Entries taken from a collection:
------------------------------------------------------------------------
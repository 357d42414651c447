//! Hierarchical document model.
//!
//! A `DocTree` is stored as an arena of nodes; callers address sections by a
//! `TreeIndex` (the child positions walked from the root), never by reference.
//! The nested `Section` type is the persisted form and the shape produced by
//! the offline parser. Consolidation passes convert to the nested form, merge,
//! and rebuild the arena so no index mapping is ever patched in place.

use serde::{Deserialize, Serialize};
use std::collections::BTreeMap;
use std::fmt;
use std::path::Path;

use crate::error::{Error, Result};

pub type Meta = BTreeMap<String, serde_json::Value>;

type NodeId = usize;

/// Path of child positions from the root. The empty path is the root itself.
#[derive(Debug, Clone, Default, PartialEq, Eq, Hash, PartialOrd, Ord, Serialize, Deserialize)]
#[serde(transparent)]
pub struct TreeIndex(Vec<usize>);

impl TreeIndex {
    pub fn root() -> Self { Self(Vec::new()) }

    pub fn new(path: Vec<usize>) -> Self { Self(path) }

    pub fn as_slice(&self) -> &[usize] { &self.0 }

    pub fn is_root(&self) -> bool { self.0.is_empty() }

    pub fn depth(&self) -> usize { self.0.len() }

    pub fn child(&self, position: usize) -> Self {
        let mut path = self.0.clone();
        path.push(position);
        Self(path)
    }

    /// Parent index; `None` for the root.
    pub fn parent(&self) -> Option<Self> {
        if self.0.is_empty() { return None; }
        Some(Self(self.0[..self.0.len() - 1].to_vec()))
    }

    /// Strict ancestry: an index is not its own ancestor.
    pub fn is_ancestor_of(&self, other: &TreeIndex) -> bool {
        self.0.len() < other.0.len() && other.0.starts_with(&self.0)
    }
}

impl From<Vec<usize>> for TreeIndex {
    fn from(path: Vec<usize>) -> Self { Self(path) }
}

impl fmt::Display for TreeIndex {
    fn fmt(&self, f: &mut fmt::Formatter<'_>) -> fmt::Result {
        if self.0.is_empty() { return write!(f, "root"); }
        let parts: Vec<String> = self.0.iter().map(|p| p.to_string()).collect();
        write!(f, "{}", parts.join("."))
    }
}

/// Parent of `index`, or `None` when `index` is the root.
pub fn move_up(index: &TreeIndex) -> Option<TreeIndex> { index.parent() }

/// Persisted, nested form of a section.
#[derive(Debug, Clone, Default, PartialEq, Serialize, Deserialize)]
pub struct Section {
    pub title: String,
    #[serde(default)]
    pub contents: Vec<String>,
    #[serde(default, skip_serializing_if = "BTreeMap::is_empty")]
    pub metadata: Meta,
    #[serde(default)]
    pub children: Vec<Section>,
}

impl Section {
    pub fn new(title: impl Into<String>, contents: Vec<String>) -> Self {
        Self { title: title.into(), contents, ..Default::default() }
    }

    pub fn with_metadata(mut self, key: &str, value: impl Into<serde_json::Value>) -> Self {
        self.metadata.insert(key.to_string(), value.into());
        self
    }

    pub fn with_children(mut self, children: Vec<Section>) -> Self {
        self.children = children;
        self
    }

    fn char_len(&self) -> usize {
        self.title.chars().count() + self.contents.iter().map(|c| c.chars().count()).sum::<usize>()
    }
}

/// One arena slot. Children are arena ids in document order.
#[derive(Debug, Clone)]
pub struct SectionNode {
    pub title: String,
    pub contents: Vec<String>,
    pub metadata: Meta,
    children: Vec<NodeId>,
}

impl SectionNode {
    pub fn child_count(&self) -> usize { self.children.len() }

    pub fn is_leaf(&self) -> bool { self.children.is_empty() }

    /// Heading plus own paragraphs, used when a section is shown as context.
    pub fn text(&self) -> String {
        if self.contents.is_empty() { return self.title.clone(); }
        format!("{}\n{}", self.title, self.contents.join("\n"))
    }
}

/// A paragraph yielded by [`DocTree::flatten`].
#[derive(Debug, Clone, PartialEq)]
pub struct FlatParagraph<'a> {
    pub tree_index: TreeIndex,
    pub paragraph_index: usize,
    pub text: &'a str,
}

/// One level of surrounding context for a section.
#[derive(Debug, Clone, Default, PartialEq)]
pub struct ExpandedContext {
    pub supersection: Option<String>,
    pub subsection: Option<String>,
}

#[derive(Debug, Clone)]
pub struct DocTree {
    nodes: Vec<SectionNode>,
}

impl DocTree {
    pub fn from_section(root: Section) -> Self {
        let mut nodes = Vec::new();
        push_section(&mut nodes, root);
        Self { nodes }
    }

    /// Build a tree from the parser's flat section list. A section at level `n`
    /// becomes a child of the closest preceding section with a smaller level;
    /// level 1 sections hang off the root.
    pub fn from_sections(title: impl Into<String>, sections: Vec<Section>, levels: &[usize]) -> Result<Self> {
        if sections.len() != levels.len() {
            return Err(Error::InvalidConfig(format!("{} sections but {} levels", sections.len(), levels.len())));
        }
        let mut nodes = vec![SectionNode { title: title.into(), contents: Vec::new(), metadata: Meta::new(), children: Vec::new() }];
        let mut open: Vec<(usize, NodeId)> = vec![(0, 0)];
        for (section, &level) in sections.into_iter().zip(levels.iter()) {
            while open.last().is_some_and(|(l, _)| *l >= level.max(1)) { open.pop(); }
            let parent = open.last().map(|(_, id)| *id).unwrap_or(0);
            let id = push_section(&mut nodes, section);
            nodes[parent].children.push(id);
            open.push((level.max(1), id));
        }
        Ok(Self { nodes })
    }

    pub fn read(path: &Path) -> anyhow::Result<Self> {
        let raw = std::fs::read_to_string(path)
            .map_err(|e| anyhow::anyhow!("Failed to read document tree {}: {}", path.display(), e))?;
        let root: Section = serde_json::from_str(&raw)?;
        Ok(Self::from_section(root))
    }

    pub fn write(&self, path: &Path) -> anyhow::Result<()> {
        std::fs::write(path, serde_json::to_string_pretty(&self.to_section())?)?;
        Ok(())
    }

    pub fn to_section(&self) -> Section { self.section_at(0) }

    pub fn title(&self) -> &str { &self.nodes[0].title }

    pub fn section_count(&self) -> usize { self.nodes.len() }

    pub fn paragraph_count(&self) -> usize { self.nodes.iter().map(|n| n.contents.len()).sum() }

    /// Section at `index`, failing with `IndexOutOfRange` past the end.
    pub fn get_node(&self, index: &TreeIndex) -> Result<&SectionNode> {
        self.find(index).ok_or_else(|| Error::IndexOutOfRange(index.clone()))
    }

    pub fn find(&self, index: &TreeIndex) -> Option<&SectionNode> {
        self.resolve(index).map(|id| &self.nodes[id])
    }

    fn resolve(&self, index: &TreeIndex) -> Option<NodeId> {
        let mut id = 0;
        for &position in index.as_slice() {
            id = *self.nodes[id].children.get(position)?;
        }
        Some(id)
    }

    /// Depth-first walk yielding every paragraph in document order. Lazy and
    /// restartable: each call starts a fresh walk.
    pub fn flatten(&self) -> Flatten<'_> {
        Flatten { tree: self, stack: vec![(0, TreeIndex::root())], current: None }
    }

    /// Text of the enclosing section, unless the enclosing section is the root.
    pub fn supersection(&self, index: &TreeIndex) -> Option<String> {
        let parent = move_up(index)?;
        if parent.is_root() { return None; }
        self.find(&parent).map(SectionNode::text)
    }

    /// Text of the first child section, if any.
    pub fn subsection(&self, index: &TreeIndex) -> Option<String> {
        let node = self.find(index)?;
        node.children.first().map(|&c| self.nodes[c].text())
    }

    pub fn expand_context(&self, index: &TreeIndex) -> ExpandedContext {
        ExpandedContext { supersection: self.supersection(index), subsection: self.subsection(index) }
    }

    /// `text` wrapped with one level of surrounding context.
    pub fn expand(&self, text: &str, index: &TreeIndex) -> String {
        let ctx = self.expand_context(index);
        let mut out = String::new();
        if let Some(sup) = ctx.supersection { out.push_str(&sup); out.push_str("\n\n"); }
        out.push_str(text);
        if let Some(sub) = ctx.subsection { out.push_str("\n\n"); out.push_str(&sub); }
        out
    }

    /// Titles from the top-level section down to `index`, root excluded.
    pub fn breadcrumbs(&self, index: &TreeIndex) -> Vec<String> {
        let mut headings = Vec::new();
        let mut cursor = Some(index.clone());
        while let Some(current) = cursor {
            if current.is_root() { break; }
            if let Some(node) = self.find(&current) { headings.push(node.title.clone()); }
            cursor = move_up(&current);
        }
        headings.reverse();
        headings
    }

    /// Merge leaf sections shorter than `min_chars` into the preceding sibling
    /// when that sibling is itself a leaf. Order is preserved.
    pub fn consolidate_leaves(&self, min_chars: usize) -> Self {
        let mut root = self.to_section();
        merge_small_leaves(&mut root, min_chars);
        Self::from_section(root)
    }

    /// Merge short paragraphs into their neighbours within each section.
    pub fn consolidate_paragraphs(&self, min_chars: usize) -> Self {
        let mut root = self.to_section();
        merge_short_paragraphs(&mut root, min_chars);
        Self::from_section(root)
    }

    pub fn outline(&self) -> String {
        let mut out = String::new();
        let mut stack: Vec<(NodeId, usize)> = vec![(0, 0)];
        while let Some((id, depth)) = stack.pop() {
            let node = &self.nodes[id];
            out.push_str(&format!("{}{} ({} paragraphs)\n", "  ".repeat(depth), node.title, node.contents.len()));
            for &c in node.children.iter().rev() { stack.push((c, depth + 1)); }
        }
        out
    }

    fn section_at(&self, id: NodeId) -> Section {
        let node = &self.nodes[id];
        Section {
            title: node.title.clone(),
            contents: node.contents.clone(),
            metadata: node.metadata.clone(),
            children: node.children.iter().map(|&c| self.section_at(c)).collect(),
        }
    }
}

fn push_section(nodes: &mut Vec<SectionNode>, section: Section) -> NodeId {
    let id = nodes.len();
    nodes.push(SectionNode { title: section.title, contents: section.contents, metadata: section.metadata, children: Vec::new() });
    let children: Vec<NodeId> = section.children.into_iter().map(|c| push_section(nodes, c)).collect();
    nodes[id].children = children;
    id
}

fn merge_small_leaves(section: &mut Section, min_chars: usize) {
    for child in &mut section.children { merge_small_leaves(child, min_chars); }
    let mut kept: Vec<Section> = Vec::with_capacity(section.children.len());
    for child in std::mem::take(&mut section.children) {
        let absorb = child.children.is_empty()
            && child.char_len() < min_chars
            && kept.last().is_some_and(|prev| prev.children.is_empty());
        match kept.last_mut() {
            Some(prev) if absorb => {
                let mut paragraphs = child.contents.into_iter();
                let lead = match paragraphs.next() {
                    Some(first) => format!("{} {}", child.title, first),
                    None => child.title,
                };
                prev.contents.push(lead);
                prev.contents.extend(paragraphs);
            }
            _ => kept.push(child),
        }
    }
    section.children = kept;
}

fn merge_short_paragraphs(section: &mut Section, min_chars: usize) {
    let mut merged: Vec<String> = Vec::with_capacity(section.contents.len());
    for paragraph in std::mem::take(&mut section.contents) {
        match merged.last_mut() {
            Some(prev) if prev.chars().count() < min_chars || paragraph.chars().count() < min_chars => {
                prev.push('\n');
                prev.push_str(&paragraph);
            }
            _ => merged.push(paragraph),
        }
    }
    section.contents = merged;
    for child in &mut section.children { merge_short_paragraphs(child, min_chars); }
}

pub struct Flatten<'a> {
    tree: &'a DocTree,
    stack: Vec<(NodeId, TreeIndex)>,
    current: Option<(NodeId, TreeIndex, usize)>,
}

impl<'a> Iterator for Flatten<'a> {
    type Item = FlatParagraph<'a>;

    fn next(&mut self) -> Option<Self::Item> {
        let tree: &'a DocTree = self.tree;
        loop {
            if let Some((id, index, position)) = self.current.take() {
                let node = &tree.nodes[id];
                if position < node.contents.len() {
                    let item = FlatParagraph { tree_index: index.clone(), paragraph_index: position, text: &node.contents[position] };
                    self.current = Some((id, index, position + 1));
                    return Some(item);
                }
                for (i, &c) in node.children.iter().enumerate().rev() { self.stack.push((c, index.child(i))); }
            }
            let (id, index) = self.stack.pop()?;
            self.current = Some((id, index, 0));
        }
    }
}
------------------------------------------------------------------------
_Assignment_
Print, without alteration, only the lines above between the one holding "pub fn find(&self, index: &TreeIndex)" and the one holding "section, if any.", inclusive.

_Completed exercise_
    pub fn find(&self, index: &TreeIndex) -> Option<&SectionNode> {
        self.resolve(index).map(|id| &self.nodes[id])
    }

    fn resolve(&self, index: &TreeIndex) -> Option<NodeId> {
        let mut id = 0;
        for &position in index.as_slice() {
            id = *self.nodes[id].children.get(position)?;
        }
        Some(id)
    }

    /// Depth-first walk yielding every paragraph in document order. Lazy and
    /// restartable: each call starts a fresh walk.
    pub fn flatten(&self) -> Flatten<'_> {
        Flatten { tree: self, stack: vec![(0, TreeIndex::root())], current: None }
    }

    /// Text of the enclosing section, unless the enclosing section is the root.
    pub fn supersection(&self, index: &TreeIndex) -> Option<String> {
        let parent = move_up(index)?;
        if parent.is_root() { return None; }
        self.find(&parent).map(SectionNode::text)
    }

    /// Text of the first child section, if any.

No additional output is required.